**WHAT TO WORK ON**
Output must match the data below exactly from its first line through the line that contains "use serde_json::Value as JsonValue;", with no other line.

**RECORDS SUPPLIED**
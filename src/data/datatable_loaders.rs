use crate::data::datatable::{DataColumn, DataRow, DataTable, DataType, DataValue};
use crate::data::type_inference::TypeInference;
use anyhow::{Context, Result};
use calamine::{open_workbook_auto, Data, Reader};
use chrono::Local;
use csv::ReaderBuilder;
use serde_json::Value as JsonValue;
use std::collections::HashSet;
use std::fs;
use std::path::Path;
use thiserror::Error;
use tracing::{debug, info, warn};

/// Column stamped on every loaded row
pub const DATE_ADDED_COLUMN: &str = "Date Added";

pub const DEFAULT_INFERENCE_THRESHOLD: f64 = 0.5;

#[derive(Debug, Error, PartialEq, Eq)]
pub enum LoadError {
    #[error("Unsupported file type: {extension}")]
    UnsupportedFormat { extension: String },

    #[error("Sheet '{sheet}' not found (available: {})", .available.join(", "))]
    SheetNotFound {
        sheet: String,
        available: Vec<String>,
    },
}

#[derive(Debug, Clone, Copy, PartialEq, Eq)]
pub enum SourceFormat {
    Excel,
    Csv,
    Tsv,
    Json,
}

impl SourceFormat {
    /// Pick a reader from the file extension (case-insensitive)
    pub fn from_path(path: &Path) -> Result<Self, LoadError> {
        let extension = path
            .extension()
            .and_then(|e| e.to_str())
            .map(str::to_lowercase)
            .unwrap_or_default();

        match extension.as_str() {
            "xlsx" | "xls" | "xlsm" => Ok(SourceFormat::Excel),
            "csv" => Ok(SourceFormat::Csv),
            "tsv" => Ok(SourceFormat::Tsv),
            "json" => Ok(SourceFormat::Json),
            _ => Err(LoadError::UnsupportedFormat { extension }),
        }
    }

    pub fn name(&self) -> &'static str {
        match self {
            SourceFormat::Excel => "excel",
            SourceFormat::Csv => "csv",
            SourceFormat::Tsv => "tsv",
            SourceFormat::Json => "json",
        }
    }
}

#[derive(Debug, Clone)]
pub struct LoadOptions {
    /// Worksheet to read from a workbook
    pub sheet: Option<String>,
    /// Share of parseable cells needed before a column is cast
    pub inference_threshold: f64,
}

impl Default for LoadOptions {
    fn default() -> Self {
        Self {
            sheet: None,
            inference_threshold: DEFAULT_INFERENCE_THRESHOLD,
        }
    }
}

/// Result of a load: either a table, or a workbook whose sheet must be chosen
#[derive(Debug)]
pub enum LoadOutcome {
    Loaded(DataTable),
    NeedsSheet(Vec<String>),
}

/// Load any supported file into a DataTable
pub fn load_table<P: AsRef<Path>>(path: P, options: &LoadOptions) -> Result<LoadOutcome> {
    let path = path.as_ref();
    let format = SourceFormat::from_path(path)?;
    let table_name = path
        .file_stem()
        .and_then(|s| s.to_str())
        .unwrap_or("data")
        .to_string();

    info!(target: "loader", "Loading {} file {}", format.name(), path.display());

    let threshold = options.inference_threshold;
    let table = match format {
        SourceFormat::Excel => {
            return load_excel_to_datatable(path, options.sheet.as_deref(), &table_name, threshold)
        }
        SourceFormat::Csv => load_delimited_to_datatable(path, b',', &table_name, threshold)?,
        SourceFormat::Tsv => load_delimited_to_datatable(path, b'\t', &table_name, threshold)?,
        SourceFormat::Json => load_json_to_datatable(path, &table_name, threshold)?,
    };

    Ok(LoadOutcome::Loaded(table))
}

/// Read a file as text, falling back to Latin-1 when it is not valid UTF-8
fn read_text(path: &Path) -> Result<String> {
    let bytes =
        fs::read(path).with_context(|| format!("Failed to open file: {}", path.display()))?;

    let text = match String::from_utf8(bytes) {
        Ok(text) => text,
        Err(err) => {
            warn!(target: "loader", "{} is not UTF-8, decoding as Latin-1", path.display());
            err.into_bytes().iter().map(|&b| char::from(b)).collect()
        }
    };

    Ok(text.strip_prefix('\u{feff}').map(str::to_string).unwrap_or(text))
}

/// Make headers usable as column names: blanks get a placeholder, repeats a suffix
fn normalize_headers(headers: Vec<String>) -> Vec<String> {
    let mut seen = HashSet::new();
    headers
        .into_iter()
        .enumerate()
        .map(|(idx, header)| {
            let base = match header.trim() {
                "" => format!("Unnamed: {}", idx),
                trimmed => trimmed.to_string(),
            };
            let mut name = base.clone();
            let mut suffix = 1;
            while !seen.insert(name.clone()) {
                name = format!("{}.{}", base, suffix);
                suffix += 1;
            }
            name
        })
        .collect()
}

/// Build a typed table from raw text cells
///
/// Each column is cast as a whole; cells that do not fit a cast column
/// become nulls.
pub fn build_table_from_strings(
    table_name: &str,
    headers: Vec<String>,
    string_rows: Vec<Vec<String>>,
    threshold: f64,
) -> DataTable {
    let headers = normalize_headers(headers);
    let mut table = DataTable::new(table_name);

    let mut column_types = Vec::with_capacity(headers.len());
    for (col_idx, header) in headers.iter().enumerate() {
        let inferred = TypeInference::infer_column(
            string_rows
                .iter()
                .map(|row| row.get(col_idx).map(String::as_str).unwrap_or("")),
            threshold,
        );
        let data_type = DataType::from(inferred);
        debug!(target: "loader", "Column '{}' inferred as {:?}", header, data_type);
        column_types.push(data_type);
        table.add_column(DataColumn::new(header.as_str()).with_type(data_type));
    }

    for string_row in string_rows {
        let values = column_types
            .iter()
            .enumerate()
            .map(|(col_idx, data_type)| {
                let raw = string_row.get(col_idx).map(String::as_str).unwrap_or("");
                DataValue::parse_as(raw, data_type).unwrap_or(DataValue::Null)
            })
            .collect();
        table.rows.push(DataRow::new(values));
    }

    table.refresh_column_stats();
    table
}

/// Load a CSV or TSV file into a DataTable
pub fn load_delimited_to_datatable<P: AsRef<Path>>(
    path: P,
    delimiter: u8,
    table_name: &str,
    threshold: f64,
) -> Result<DataTable> {
    let path = path.as_ref();
    let text = read_text(path)?;

    let mut reader = ReaderBuilder::new()
        .has_headers(true)
        .delimiter(delimiter)
        .flexible(true)
        .from_reader(text.as_bytes());

    let headers: Vec<String> = reader
        .headers()
        .with_context(|| format!("Failed to read header row of {}", path.display()))?
        .iter()
        .map(|s| s.to_string())
        .collect();

    let mut string_rows = Vec::new();
    for result in reader.records() {
        let record = result.with_context(|| format!("Failed to parse {}", path.display()))?;
        if record.iter().all(|field| field.trim().is_empty()) {
            continue;
        }
        let mut row: Vec<String> = record.iter().map(|s| s.to_string()).collect();
        row.resize(headers.len(), String::new());
        string_rows.push(row);
    }

    let mut table = build_table_from_strings(table_name, headers, string_rows, threshold);
    let source_type = if delimiter == b'\t' { "tsv" } else { "csv" };
    table
        .metadata
        .insert("source_type".to_string(), source_type.to_string());
    table
        .metadata
        .insert("source_path".to_string(), path.display().to_string());

    Ok(table)
}

fn json_cell_to_string(value: Option<&JsonValue>) -> String {
    match value {
        Some(JsonValue::Null) | None => String::new(),
        Some(JsonValue::Bool(b)) => b.to_string(),
        Some(JsonValue::Number(n)) => n.to_string(),
        Some(JsonValue::String(s)) => s.clone(),
        Some(other) => other.to_string(),
    }
}

/// Load a JSON file into a DataTable
///
/// Accepts an array of records, or a column-oriented object mapping each
/// column to an array or to an index-keyed object.
pub fn load_json_to_datatable<P: AsRef<Path>>(
    path: P,
    table_name: &str,
    threshold: f64,
) -> Result<DataTable> {
    let path = path.as_ref();
    let text = read_text(path)?;
    let json: JsonValue = serde_json::from_str(&text)
        .with_context(|| format!("Failed to parse JSON file: {}", path.display()))?;

    let (headers, string_rows) = match &json {
        JsonValue::Array(records) => {
            let mut headers: Vec<String> = Vec::new();
            let mut seen = HashSet::new();
            for record in records {
                let obj = record
                    .as_object()
                    .context("JSON data must be an array of objects")?;
                for key in obj.keys() {
                    if seen.insert(key.clone()) {
                        headers.push(key.clone());
                    }
                }
            }

            let rows = records
                .iter()
                .filter_map(JsonValue::as_object)
                .map(|obj| {
                    headers
                        .iter()
                        .map(|h| json_cell_to_string(obj.get(h)))
                        .collect()
                })
                .collect();
            (headers, rows)
        }
        JsonValue::Object(columns) => {
            let headers: Vec<String> = columns.keys().cloned().collect();
            let cells: Vec<Vec<String>> = columns
                .values()
                .map(|column| match column {
                    JsonValue::Array(values) => {
                        values.iter().map(|v| json_cell_to_string(Some(v))).collect()
                    }
                    JsonValue::Object(by_index) => {
                        let mut entries: Vec<(usize, String)> = by_index
                            .iter()
                            .map(|(k, v)| {
                                (k.parse().unwrap_or(usize::MAX), json_cell_to_string(Some(v)))
                            })
                            .collect();
                        entries.sort_by_key(|(idx, _)| *idx);
                        entries.into_iter().map(|(_, v)| v).collect()
                    }
                    scalar => vec![json_cell_to_string(Some(scalar))],
                })
                .collect();

            let row_count = cells.iter().map(Vec::len).max().unwrap_or(0);
            let rows = (0..row_count)
                .map(|row| {
                    cells
                        .iter()
                        .map(|column| column.get(row).cloned().unwrap_or_default())
                        .collect()
                })
                .collect();
            (headers, rows)
        }
        _ => anyhow::bail!("JSON data must be an array of objects"),
    };

    let mut table = build_table_from_strings(table_name, headers, string_rows, threshold);
    table
        .metadata
        .insert("source_type".to_string(), "json".to_string());
    table
        .metadata
        .insert("source_path".to_string(), path.display().to_string());

    Ok(table)
}

fn excel_cell_to_string(cell: &Data) -> String {
    match cell {
        Data::Empty | Data::Error(_) => String::new(),
        Data::String(s) | Data::DateTimeIso(s) | Data::DurationIso(s) => s.clone(),
        Data::Int(i) => i.to_string(),
        Data::Float(f) => {
            if f.fract() == 0.0 && f.abs() < 1e15 {
                format!("{}", *f as i64)
            } else {
                f.to_string()
            }
        }
        Data::Bool(b) => b.to_string(),
        Data::DateTime(dt) => dt
            .as_datetime()
            .map(|dt| TypeInference::format_datetime(&dt))
            .unwrap_or_else(|| dt.as_f64().to_string()),
    }
}

/// Load one worksheet; without a sheet name a multi-sheet workbook asks for one
pub fn load_excel_to_datatable<P: AsRef<Path>>(
    path: P,
    sheet: Option<&str>,
    table_name: &str,
    threshold: f64,
) -> Result<LoadOutcome> {
    let path = path.as_ref();
    let mut workbook = open_workbook_auto(path)
        .with_context(|| format!("Failed to open workbook: {}", path.display()))?;
    let sheets = workbook.sheet_names().to_vec();

    let sheet_name = match sheet {
        Some(name) => {
            if !sheets.iter().any(|s| s == name) {
                return Err(LoadError::SheetNotFound {
                    sheet: name.to_string(),
                    available: sheets,
                }
                .into());
            }
            name.to_string()
        }
        None if sheets.len() > 1 => return Ok(LoadOutcome::NeedsSheet(sheets)),
        None => sheets
            .first()
            .cloned()
            .context("Workbook contains no sheets")?,
    };

    let range = workbook
        .worksheet_range(&sheet_name)
        .with_context(|| format!("Failed to read sheet '{}'", sheet_name))?;

    let mut rows = range.rows();
    let headers: Vec<String> = rows
        .next()
        .map(|row| row.iter().map(excel_cell_to_string).collect())
        .unwrap_or_default();

    let string_rows: Vec<Vec<String>> = rows
        .map(|row| {
            let mut cells: Vec<String> = row.iter().map(excel_cell_to_string).collect();
            cells.resize(headers.len(), String::new());
            cells
        })
        .filter(|cells| cells.iter().any(|c| !c.trim().is_empty()))
        .collect();

    let mut table = build_table_from_strings(table_name, headers, string_rows, threshold);
    table
        .metadata
        .insert("source_type".to_string(), "excel".to_string());
    table
        .metadata
        .insert("source_path".to_string(), path.display().to_string());
    table.metadata.insert("sheet".to_string(), sheet_name);

    Ok(LoadOutcome::Loaded(table))
}

/// Current local time in the format used for the load timestamp column
pub fn load_timestamp() -> String {
    Local::now().format("%Y-%m-%d %H:%M:%S").to_string()
}

/// Stamp every row with the load time, replacing any earlier stamp
pub fn add_date_column(table: &mut DataTable) {
    table.set_constant_column(DATE_ADDED_COLUMN, DataValue::DateTime(load_timestamp()));
}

**OUTPUT BELOW**
filename src/data/datatable_loaders.rs
use crate::data::datatable::{DataColumn, DataRow, DataTable, DataType, DataValue};
use crate::data::type_inference::TypeInference;
use anyhow::{Context, Result};
use calamine::{open_workbook_auto, Data, Reader};
use chrono::Local;
use csv::ReaderBuilder;
use serde_json::Value as JsonValue;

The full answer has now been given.